PlayStation2: The Internet generation?

Sony exec sees a broadband future for the platform where customers can buy games and download them direct to the PlayStation2
Written by Robert Lemos, Contributor

Sony Computer Entertainment America plans to make the PlayStation2 the centre of digital entertainment in the future, said Phil Harrison, the game maker's vice president of third-party relations and research and development, during a speech at the Game Developers Conference on Saturday.

Specifically, Sony envisions that the life of games could be extended by allowing additional levels or materials to be downloaded, by creating an episodic game, or by making pay-for-play events. "We should stop thinking about the disk containing the entire contents of the product," said Harrison. "There are TV producers that have four or five hit shows that make millions of dollars. There is no reason that video games could not do the same thing."

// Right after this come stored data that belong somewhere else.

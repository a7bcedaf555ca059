//! Constraints: named preconditions gating joins and approvals
//!
//! A [`Constraint`] is immutable policy data. Each join or approval attempt
//! asks it for a fresh [`Check`], fills in the check's input properties and
//! context, and evaluates it once. `evaluate` consumes the check, so a check
//! cannot be reused across attempts.
//!
//! Two kinds exist:
//! - [`ExpiryConstraint`]: how long an activation lasts, fixed or user-chosen
//! - [`ExpressionConstraint`]: a boolean expression over user input and context

mod expiry;
mod expression;
mod property;
mod spec;

pub use expiry::ExpiryConstraint;
pub use expression::ExpressionConstraint;
pub use property::{
    format_iso_duration, parse_iso_duration, HumanDuration, Property, PropertyType,
    PropertyValue,
};
pub use spec::{ConstraintSpec, VariableKind, VariableSpec};

pub(crate) use spec::iso_duration;

use crate::core::error::ConstraintError;
use crate::core::expression::Value;
use serde::{Deserialize, Serialize};
use std::collections::BTreeMap;
use std::fmt;
use std::sync::Arc;

/// When a constraint applies
#[derive(Debug, Clone, Copy, PartialEq, Eq, Hash, PartialOrd, Ord, Serialize, Deserialize)]
#[serde(rename_all = "lowercase")]
pub enum ConstraintClass {
    /// Checked for the user requesting to join
    Join,
    /// Checked for each reviewer approving a request
    Approve,
}

impl fmt::Display for ConstraintClass {
    fn fmt(&self, f: &mut fmt::Formatter<'_>) -> fmt::Result {
        match self {
            ConstraintClass::Join => write!(f, "JOIN"),
            ConstraintClass::Approve => write!(f, "APPROVE"),
        }
    }
}

/// Constraints of a policy node, keyed by class; order within a class is
/// display order
pub type ConstraintMap = BTreeMap<ConstraintClass, Vec<Arc<dyn Constraint>>>;

/// A named, human-describable precondition
pub trait Constraint: fmt::Debug + Send + Sync {
    /// Unique name within a policy node
    fn name(&self) -> &str;

    /// Text shown to users
    fn display_name(&self) -> String;

    /// Start a new single-use evaluation
    fn create_check(&self) -> Box<dyn Check + '_>;

    /// Serializable description of this constraint
    fn to_spec(&self) -> ConstraintSpec;

    /// Downcast used to determine the activation duration
    fn as_expiry(&self) -> Option<&ExpiryConstraint> {
        None
    }
}

/// Single-use evaluation of a constraint
pub trait Check {
    fn constraint(&self) -> &dyn Constraint;

    /// Properties the user may (or must) supply
    fn input(&self) -> &[Property];

    fn input_mut(&mut self) -> &mut [Property];

    /// Bind a context variable, such as `subject` or `group`
    fn add_context(&mut self, name: &str, value: Value);

    /// Evaluate the check
    ///
    /// `Ok(false)` means the constraint is not satisfied; an `Err` means the
    /// constraint itself is broken.
    fn evaluate(self: Box<Self>) -> Result<bool, ConstraintError>;

    /// Set the input property `name` from user-supplied text
    ///
    /// Returns `Ok(false)` if the check has no such property.
    fn set_input(&mut self, name: &str, text: &str) -> Result<bool, ConstraintError> {
        match self.input_mut().iter_mut().find(|p| p.name() == name) {
            Some(property) => property.set_text(text).map(|_| true),
            None => Ok(false),
        }
    }

    /// Names of required properties that have no value yet
    fn missing_input(&self) -> Vec<String> {
        self.input()
            .iter()
            .filter(|p| p.is_required() && !p.is_set())
            .map(|p| p.name().to_string())
            .collect()
    }
}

Harrison imagined that software makers could allow users to test drive software before they decided to buy, and then sell and deliver the software over the Internet.

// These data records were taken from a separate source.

//! Root of the policy tree

use super::{JitGroupContext, Policy, PolicyNode, SystemPolicy};
use crate::core::error::PolicyError;
use crate::core::principal::JitGroupId;
use std::collections::BTreeMap;

/// Root of a policy tree
#[derive(Debug)]
pub struct EnvironmentPolicy {
    node: PolicyNode,
    systems: BTreeMap<String, SystemPolicy>,
}

impl EnvironmentPolicy {
    pub fn new(node: PolicyNode) -> Self {
        EnvironmentPolicy {
            node,
            systems: BTreeMap::new(),
        }
    }

    /// Add a system, failing if a sibling already has its name
    pub fn add(&mut self, system: SystemPolicy) -> Result<(), PolicyError> {
        if self.systems.contains_key(system.name()) {
            return Err(PolicyError::DuplicateName(system.name().to_string()));
        }
        self.systems.insert(system.name().to_string(), system);
        Ok(())
    }

    pub fn with_system(mut self, system: SystemPolicy) -> Result<Self, PolicyError> {
        self.add(system)?;
        Ok(self)
    }

    pub fn system(&self, name: &str) -> Option<&SystemPolicy> {
        self.systems.get(name)
    }

    /// All systems, ordered by name
    pub fn systems(&self) -> impl Iterator<Item = &SystemPolicy> {
        self.systems.values()
    }

    /// Find a group and its ancestors
    ///
    /// Returns `Ok(None)` if the id names another environment or no such
    /// system or group exists. Loading a lazy system may fail.
    pub fn resolve(&self, id: &JitGroupId) -> Result<Option<JitGroupContext<'_>>, PolicyError> {
        if id.environment() != self.name() {
            return Ok(None);
        }
        let Some(system) = self.system(id.system()) else {
            return Ok(None);
        };
        Ok(system
            .group(id.name())?
            .map(|group| JitGroupContext::new(self, system, group)))
    }
}

impl Policy for EnvironmentPolicy {
    fn node(&self) -> &PolicyNode {
        &self.node
    }
}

The strategy comes as no surprise to Sony's rivals.

On Friday, Microsoft chairman and chief software architect, Bill Gates, showed off plans for his company's own game console, dubbed the X-Box, which will be able to connect to the Internet via its Ethernet port and an additional broadband modem. Microsoft plans to put a hard drive in the console -- due out in autumn 2001 -- to cache games downloaded from the Internet; Sony will include a hard drive as an add-on component.

Sega has already started its foray into the online world with a modem integrated into its Dreamcast system. "They are a year and a half away from getting on the Internet," said Peter Moore, senior vice president of marketing for Sega of America. "By the time they get there, we will have a lot of experience under our belts."

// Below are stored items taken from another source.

fn binary(op: BinaryOp, left: Value, right: Value) -> EvalResult {
    match op {
        BinaryOp::Eq => return Ok(Value::Bool(left.loosely_equals(&right))),
        BinaryOp::Ne => return Ok(Value::Bool(!left.loosely_equals(&right))),
        BinaryOp::Lt | BinaryOp::Le | BinaryOp::Gt | BinaryOp::Ge => {
            let ordering = compare(&left, &right).ok_or_else(|| {
                ExpressionError::eval(format!(
                    "cannot compare {} with {}",
                    left.type_name(),
                    right.type_name()
                ))
            })?;
            return Ok(Value::Bool(match op {
                BinaryOp::Lt => ordering == Ordering::Less,
                BinaryOp::Le => ordering != Ordering::Greater,
                BinaryOp::Gt => ordering == Ordering::Greater,
                _ => ordering != Ordering::Less,
            }));
        }
        BinaryOp::In => {
            return match right {
                Value::List(items) => Ok(Value::Bool(items.iter().any(|item| item.loosely_equals(&left)))),
                Value::Map(entries) => match left {
                    Value::String(key) => Ok(Value::Bool(entries.contains_key(&key))),
                    other => Err(ExpressionError::eval(format!(
                        "map keys are strings, got {}",
                        other.type_name()
                    ))),
                },
                other => Err(ExpressionError::eval(format!(
                    "'in' requires a list or map, got {}",
                    other.type_name()
                ))),
            }
        }
        _ => {}
    }

    match (op, left, right) {
        (BinaryOp::Add, Value::Int(a), Value::Int(b)) => a.checked_add(b).map(Value::Int).ok_or_else(overflow),
        (BinaryOp::Sub, Value::Int(a), Value::Int(b)) => a.checked_sub(b).map(Value::Int).ok_or_else(overflow),
        (BinaryOp::Mul, Value::Int(a), Value::Int(b)) => a.checked_mul(b).map(Value::Int).ok_or_else(overflow),
        (BinaryOp::Div, Value::Int(_), Value::Int(0)) | (BinaryOp::Rem, Value::Int(_), Value::Int(0)) => {
            Err(ExpressionError::eval("division by zero"))
        }
        (BinaryOp::Div, Value::Int(a), Value::Int(b)) => a.checked_div(b).map(Value::Int).ok_or_else(overflow),
        (BinaryOp::Rem, Value::Int(a), Value::Int(b)) => a.checked_rem(b).map(Value::Int).ok_or_else(overflow),
        (BinaryOp::Add, Value::Double(a), Value::Double(b)) => Ok(Value::Double(a + b)),
        (BinaryOp::Sub, Value::Double(a), Value::Double(b)) => Ok(Value::Double(a - b)),
        (BinaryOp::Mul, Value::Double(a), Value::Double(b)) => Ok(Value::Double(a * b)),
        (BinaryOp::Div, Value::Double(a), Value::Double(b)) => Ok(Value::Double(a / b)),
        (BinaryOp::Add, Value::String(a), Value::String(b)) => Ok(Value::String(a + &b)),
        (BinaryOp::Add, Value::List(mut a), Value::List(b)) => {
            a.extend(b);
            Ok(Value::List(a))
        }
        (BinaryOp::Add, Value::Timestamp(t), Value::Duration(d)) | (BinaryOp::Add, Value::Duration(d), Value::Timestamp(t)) => {
            t.checked_add_signed(d).map(Value::Timestamp).ok_or_else(overflow)
        }
        (BinaryOp::Sub, Value::Timestamp(t), Value::Duration(d)) => {
            t.checked_sub_signed(d).map(Value::Timestamp).ok_or_else(overflow)
        }
        (BinaryOp::Sub, Value::Timestamp(a), Value::Timestamp(b)) => Ok(Value::Duration(a - b)),
        (BinaryOp::Add, Value::Duration(a), Value::Duration(b)) => {
            a.checked_add(&b).map(Value::Duration).ok_or_else(overflow)
        }
        (BinaryOp::Sub, Value::Duration(a), Value::Duration(b)) => {
            a.checked_sub(&b).map(Value::Duration).ok_or_else(overflow)
        }
        (op, left, right) => Err(ExpressionError::eval(format!(
            "no matching overload for {} {} {}",
            left.type_name(),
            op.symbol(),
            right.type_name()
        ))),
    }
}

Sony began selling its PlayStation2 in Japan a week ago. So far the next-generation system -- which can play DVDs, but not connect to the Internet -- has sold more than one million units. Those sales seem to prove Sony's point about the importance of the Internet. While 600,000 consoles sold in the first week came off retail shelves, almost 400,000 units -- or 40 percent -- had been ordered though Sony's online site. Such results will not please the Japanese consumer electronics giant's retail partners, said Sega's Moore. "If I am a retailer, I need some clarification. How do I make money, if Sony is selling all the software online?"

Such sales are a major part of the game equation. While the original PlayStation shipped more than 70 million units worldwide (26 million in the US), retail outlets sold more than 500 million games for the platform.

Sony's PlayStation2 will start selling in the US this autumn. The company plans to announce pricing and the number of titles that will be available at launch in May.